## TASK TO CARRY OUT
Return every entry below exactly as written.
==========
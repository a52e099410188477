//! Nested-jar staging and indexing.
//!
//! When dependencies must travel inside the shipped artifact, their files
//! are copied unchanged into a staging directory next to an `index.txt`
//! that lists each copied file name on its own line. The index is what the
//! runtime loader reads to discover the embedded jars.

use camino::{Utf8Path, Utf8PathBuf};
use log::{debug, info};
use std::collections::HashSet;
use std::fs;
use std::io;
use thiserror::Error;

/// File name of the index written into the staging directory.
pub const INDEX_FILE_NAME: &str = "index.txt";

/// Errors raised while staging or indexing nested jars.
#[derive(Debug, Error)]
pub enum NestedJarError {
    /// An input path has no file name component.
    #[error("{path} does not name a file")]
    MissingFileName {
        /// The offending path.
        path: Utf8PathBuf,
    },

    /// Two inputs share a file name and would overwrite each other.
    #[error("more than one input is named {name}")]
    DuplicateName {
        /// The repeated file name.
        name: String,
    },

    /// An input is named like the index file.
    #[error("{path} clashes with the reserved index name")]
    ReservedName {
        /// The offending path.
        path: Utf8PathBuf,
    },

    /// The staging directory could not be cleared or recreated.
    #[error("failed to prepare staging directory {path}")]
    Prepare {
        /// The staging directory.
        path: Utf8PathBuf,
        /// The underlying I/O error.
        #[source]
        source: io::Error,
    },

    /// A file could not be copied into the staging directory.
    #[error("failed to copy {from} to {to}")]
    Copy {
        /// The source file.
        from: Utf8PathBuf,
        /// The destination file.
        to: Utf8PathBuf,
        /// The underlying I/O error.
        #[source]
        source: io::Error,
    },

    /// The index could not be written.
    #[error("failed to write index {path}")]
    WriteIndex {
        /// The index file.
        path: Utf8PathBuf,
        /// The underlying I/O error.
        #[source]
        source: io::Error,
    },
}

/// Result type alias using [`NestedJarError`].
pub type Result<T> = std::result::Result<T, NestedJarError>;

/// The ordered file names of a set of nested jars.
#[derive(Debug, Clone, Default, PartialEq, Eq)]
pub struct NestedJarIndex {
    names: Vec<String>,
}

impl NestedJarIndex {
    /// Collect the file names of `files` in order.
    ///
    /// # Errors
    ///
    /// Returns an error if a path has no file name, two paths share a file
    /// name, or a file is named [`INDEX_FILE_NAME`].
    pub fn from_files(files: &[Utf8PathBuf]) -> Result<Self> {
        let mut seen = HashSet::new();
        let mut names = Vec::with_capacity(files.len());
        for path in files {
            let name = path
                .file_name()
                .ok_or_else(|| NestedJarError::MissingFileName { path: path.clone() })?;
            if name == INDEX_FILE_NAME {
                return Err(NestedJarError::ReservedName { path: path.clone() });
            }
            if !seen.insert(name) {
                return Err(NestedJarError::DuplicateName {
                    name: name.to_owned(),
                });
            }
            names.push(name.to_owned());
        }
        Ok(Self { names })
    }

    /// Return the file names in order.
    #[must_use]
    pub fn names(&self) -> &[String] {
        &self.names
    }

    /// Render the index: every name followed by a newline.
    #[must_use]
    pub fn render(&self) -> String {
        self.names.iter().fold(String::new(), |mut text, name| {
            text.push_str(name);
            text.push('\n');
            text
        })
    }

    /// Write the rendered index to `path`, creating parent directories.
    ///
    /// # Errors
    ///
    /// Returns [`NestedJarError::WriteIndex`] if the file cannot be written.
    pub fn write_to(&self, path: &Utf8Path) -> Result<()> {
        let write_error = |source| NestedJarError::WriteIndex {
            path: path.to_owned(),
            source,
        };
        if let Some(parent) = path.parent().filter(|p| !p.as_str().is_empty()) {
            fs::create_dir_all(parent).map_err(write_error)?;
        }
        fs::write(path, self.render()).map_err(write_error)
    }
}

/// Copies nested jars into a dedicated staging directory.
#[derive(Debug, Clone, PartialEq, Eq)]
pub struct NestedJarStager {
    output_dir: Utf8PathBuf,
}

impl NestedJarStager {
    /// Create a stager owning `output_dir`. Its contents are replaced on
    /// every [`stage`](Self::stage).
    #[must_use]
    pub const fn new(output_dir: Utf8PathBuf) -> Self {
        Self { output_dir }
    }

    /// Return the staging directory.
    #[must_use]
    pub fn output_dir(&self) -> &Utf8Path {
        &self.output_dir
    }

    /// Return the path the index is written to.
    #[must_use]
    pub fn index_path(&self) -> Utf8PathBuf {
        self.output_dir.join(INDEX_FILE_NAME)
    }

    /// Clear the staging directory, copy every file into it, and write the
    /// index.
    ///
    /// Inputs are validated before anything on disk is touched.
    ///
    /// # Errors
    ///
    /// Returns an error if the inputs are invalid, the directory cannot be
    /// cleared or created, a file cannot be copied, or the index cannot be
    /// written.
    pub fn stage(&self, files: &[Utf8PathBuf]) -> Result<NestedJarIndex> {
        let index = NestedJarIndex::from_files(files)?;
        self.reset_output_dir()?;

        for (from, name) in files.iter().zip(index.names()) {
            let to = self.output_dir.join(name);
            fs::copy(from, &to).map_err(|source| NestedJarError::Copy {
                from: from.clone(),
                to: to.clone(),
                source,
            })?;
            debug!("staged {from} as {to}");
        }

        index.write_to(&self.index_path())?;
        info!(
            "staged {} nested jar(s) in {}",
            index.names().len(),
            self.output_dir
        );
        Ok(index)
    }

    fn reset_output_dir(&self) -> Result<()> {
        let prepare_error = |source| NestedJarError::Prepare {
            path: self.output_dir.clone(),
            source,
        };
        match fs::remove_dir_all(&self.output_dir) {
            Ok(()) => debug!("cleared {}", self.output_dir),
            Err(e) if e.kind() == io::ErrorKind::NotFound => {}
            Err(e) => return Err(prepare_error(e)),
        }
        fs::create_dir_all(&self.output_dir).map_err(prepare_error)
    }
}

/// Write only the index of `files` to `output`, without copying anything.
///
/// # Errors
///
/// Returns an error if the inputs are invalid or the index cannot be
/// written.
///
/// # Examples
///
/// ```no_run
/// use camino::{Utf8Path, Utf8PathBuf};
/// use depset_writer::nested::write_index;
///
/// let files = vec![Utf8PathBuf::from("libs/gson-2.10.1.jar")];
/// let index = write_index(&files, Utf8Path::new("build/nested/index.txt"))?;
/// assert_eq!(index.render(), "gson-2.10.1.jar\n");
/// # Ok::<(), depset_writer::nested::NestedJarError>(())
/// ```
pub fn write_index(files: &[Utf8PathBuf], output: &Utf8Path) -> Result<NestedJarIndex> {
    let index = NestedJarIndex::from_files(files)?;
    index.write_to(output)?;
    info!("indexed {} nested jar(s) in {output}", index.names().len());
    Ok(index)
}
==========
## ANSWER BOX
repository a52e099410188477
//! Nested-jar staging and indexing.
//!
//! When dependencies must travel inside the shipped artifact, their files
//! are copied unchanged into a staging directory next to an `index.txt`
//! that lists each copied file name on its own line. The index is what the
//! runtime loader reads to discover the embedded jars.

use camino::{Utf8Path, Utf8PathBuf};
use log::{debug, info};
use std::collections::HashSet;
use std::fs;
use std::io;
use thiserror::Error;

/// File name of the index written into the staging directory.
pub const INDEX_FILE_NAME: &str = "index.txt";

/// Errors raised while staging or indexing nested jars.
#[derive(Debug, Error)]
pub enum NestedJarError {
    /// An input path has no file name component.
    #[error("{path} does not name a file")]
    MissingFileName {
        /// The offending path.
        path: Utf8PathBuf,
    },

    /// Two inputs share a file name and would overwrite each other.
    #[error("more than one input is named {name}")]
    DuplicateName {
        /// The repeated file name.
        name: String,
    },

    /// An input is named like the index file.
    #[error("{path} clashes with the reserved index name")]
    ReservedName {
        /// The offending path.
        path: Utf8PathBuf,
    },

    /// The staging directory could not be cleared or recreated.
    #[error("failed to prepare staging directory {path}")]
    Prepare {
        /// The staging directory.
        path: Utf8PathBuf,
        /// The underlying I/O error.
        #[source]
        source: io::Error,
    },

    /// A file could not be copied into the staging directory.
    #[error("failed to copy {from} to {to}")]
    Copy {
        /// The source file.
        from: Utf8PathBuf,
        /// The destination file.
        to: Utf8PathBuf,
        /// The underlying I/O error.
        #[source]
        source: io::Error,
    },

    /// The index could not be written.
    #[error("failed to write index {path}")]
    WriteIndex {
        /// The index file.
        path: Utf8PathBuf,
        /// The underlying I/O error.
        #[source]
        source: io::Error,
    },
}

/// Result type alias using [`NestedJarError`].
pub type Result<T> = std::result::Result<T, NestedJarError>;

/// The ordered file names of a set of nested jars.
#[derive(Debug, Clone, Default, PartialEq, Eq)]
pub struct NestedJarIndex {
    names: Vec<String>,
}

impl NestedJarIndex {
    /// Collect the file names of `files` in order.
    ///
    /// # Errors
    ///
    /// Returns an error if a path has no file name, two paths share a file
    /// name, or a file is named [`INDEX_FILE_NAME`].
    pub fn from_files(files: &[Utf8PathBuf]) -> Result<Self> {
        let mut seen = HashSet::new();
        let mut names = Vec::with_capacity(files.len());
        for path in files {
            let name = path
                .file_name()
                .ok_or_else(|| NestedJarError::MissingFileName { path: path.clone() })?;
            if name == INDEX_FILE_NAME {
                return Err(NestedJarError::ReservedName { path: path.clone() });
            }
            if !seen.insert(name) {
                return Err(NestedJarError::DuplicateName {
                    name: name.to_owned(),
                });
            }
            names.push(name.to_owned());
        }
        Ok(Self { names })
    }

    /// Return the file names in order.
    #[must_use]
    pub fn names(&self) -> &[String] {
        &self.names
    }

    /// Render the index: every name followed by a newline.
    #[must_use]
    pub fn render(&self) -> String {
        self.names.iter().fold(String::new(), |mut text, name| {
            text.push_str(name);
            text.push('\n');
            text
        })
    }

    /// Write the rendered index to `path`, creating parent directories.
    ///
    /// # Errors
    ///
    /// Returns [`NestedJarError::WriteIndex`] if the file cannot be written.
    pub fn write_to(&self, path: &Utf8Path) -> Result<()> {
        let write_error = |source| NestedJarError::WriteIndex {
            path: path.to_owned(),
            source,
        };
        if let Some(parent) = path.parent().filter(|p| !p.as_str().is_empty()) {
            fs::create_dir_all(parent).map_err(write_error)?;
        }
        fs::write(path, self.render()).map_err(write_error)
    }
}

/// Copies nested jars into a dedicated staging directory.
#[derive(Debug, Clone, PartialEq, Eq)]
pub struct NestedJarStager {
    output_dir: Utf8PathBuf,
}

impl NestedJarStager {
    /// Create a stager owning `output_dir`. Its contents are replaced on
    /// every [`stage`](Self::stage).
    #[must_use]
    pub const fn new(output_dir: Utf8PathBuf) -> Self {
        Self { output_dir }
    }

    /// Return the staging directory.
    #[must_use]
    pub fn output_dir(&self) -> &Utf8Path {
        &self.output_dir
    }

    /// Return the path the index is written to.
    #[must_use]
    pub fn index_path(&self) -> Utf8PathBuf {
        self.output_dir.join(INDEX_FILE_NAME)
    }

    /// Clear the staging directory, copy every file into it, and write the
    /// index.
    ///
    /// Inputs are validated before anything on disk is touched.
    ///
    /// # Errors
    ///
    /// Returns an error if the inputs are invalid, the directory cannot be
    /// cleared or created, a file cannot be copied, or the index cannot be
    /// written.
    pub fn stage(&self, files: &[Utf8PathBuf]) -> Result<NestedJarIndex> {
        let index = NestedJarIndex::from_files(files)?;
        self.reset_output_dir()?;

        for (from, name) in files.iter().zip(index.names()) {
            let to = self.output_dir.join(name);
            fs::copy(from, &to).map_err(|source| NestedJarError::Copy {
                from: from.clone(),
                to: to.clone(),
                source,
            })?;
            debug!("staged {from} as {to}");
        }

        index.write_to(&self.index_path())?;
        info!(
            "staged {} nested jar(s) in {}",
            index.names().len(),
            self.output_dir
        );
        Ok(index)
    }

    fn reset_output_dir(&self) -> Result<()> {
        let prepare_error = |source| NestedJarError::Prepare {
            path: self.output_dir.clone(),
            source,
        };
        match fs::remove_dir_all(&self.output_dir) {
            Ok(()) => debug!("cleared {}", self.output_dir),
            Err(e) if e.kind() == io::ErrorKind::NotFound => {}
            Err(e) => return Err(prepare_error(e)),
        }
        fs::create_dir_all(&self.output_dir).map_err(prepare_error)
    }
}

/// Write only the index of `files` to `output`, without copying anything.
///
/// # Errors
///
/// Returns an error if the inputs are invalid or the index cannot be
/// written.
///
/// # Examples
///
/// ```no_run
/// use camino::{Utf8Path, Utf8PathBuf};
/// use depset_writer::nested::write_index;
///
/// let files = vec![Utf8PathBuf::from("libs/gson-2.10.1.jar")];
/// let index = write_index(&files, Utf8Path::new("build/nested/index.txt"))?;
/// assert_eq!(index.render(), "gson-2.10.1.jar\n");
/// # Ok::<(), depset_writer::nested::NestedJarError>(())
/// ```
pub fn write_index(files: &[Utf8PathBuf], output: &Utf8Path) -> Result<NestedJarIndex> {
    let index = NestedJarIndex::from_files(files)?;
    index.write_to(output)?;
    info!("indexed {} nested jar(s) in {output}", index.names().len());
    Ok(index)
}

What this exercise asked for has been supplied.